→ Data to process:
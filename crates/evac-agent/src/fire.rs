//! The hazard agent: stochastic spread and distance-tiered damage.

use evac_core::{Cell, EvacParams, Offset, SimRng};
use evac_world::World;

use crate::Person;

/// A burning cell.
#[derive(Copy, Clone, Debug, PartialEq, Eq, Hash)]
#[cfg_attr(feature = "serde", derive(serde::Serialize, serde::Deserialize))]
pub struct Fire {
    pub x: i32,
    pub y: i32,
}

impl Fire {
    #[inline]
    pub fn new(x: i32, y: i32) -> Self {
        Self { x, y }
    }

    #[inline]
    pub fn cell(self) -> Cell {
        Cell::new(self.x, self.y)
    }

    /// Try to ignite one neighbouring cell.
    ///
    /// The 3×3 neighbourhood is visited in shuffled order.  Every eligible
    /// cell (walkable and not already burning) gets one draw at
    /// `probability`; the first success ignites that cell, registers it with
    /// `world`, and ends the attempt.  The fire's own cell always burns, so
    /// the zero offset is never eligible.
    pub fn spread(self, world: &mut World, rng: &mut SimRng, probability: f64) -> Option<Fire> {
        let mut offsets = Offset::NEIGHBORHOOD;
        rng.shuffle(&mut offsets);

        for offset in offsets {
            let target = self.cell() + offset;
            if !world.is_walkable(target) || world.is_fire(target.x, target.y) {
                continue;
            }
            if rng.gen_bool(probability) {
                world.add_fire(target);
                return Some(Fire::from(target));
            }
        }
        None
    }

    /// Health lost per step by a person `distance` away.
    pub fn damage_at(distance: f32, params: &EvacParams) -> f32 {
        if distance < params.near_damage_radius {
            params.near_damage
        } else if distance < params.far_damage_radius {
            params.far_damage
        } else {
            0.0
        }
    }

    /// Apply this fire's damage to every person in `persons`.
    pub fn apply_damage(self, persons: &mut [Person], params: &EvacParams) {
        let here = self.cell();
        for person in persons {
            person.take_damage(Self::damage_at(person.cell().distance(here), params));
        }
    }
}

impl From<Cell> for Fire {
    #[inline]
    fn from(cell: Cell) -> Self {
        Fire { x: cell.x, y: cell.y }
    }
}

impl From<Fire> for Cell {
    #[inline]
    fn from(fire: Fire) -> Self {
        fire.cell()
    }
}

→ What to produce: Taking the material above, extract exactly and only the lines from the line with "pub fn spread(self, world: &mut" to the line with "let target = self.cell()", inclusive of both.

→ Exercise solution:
    pub fn spread(self, world: &mut World, rng: &mut SimRng, probability: f64) -> Option<Fire> {
        let mut offsets = Offset::NEIGHBORHOOD;
        rng.shuffle(&mut offsets);

        for offset in offsets {
            let target = self.cell() + offset;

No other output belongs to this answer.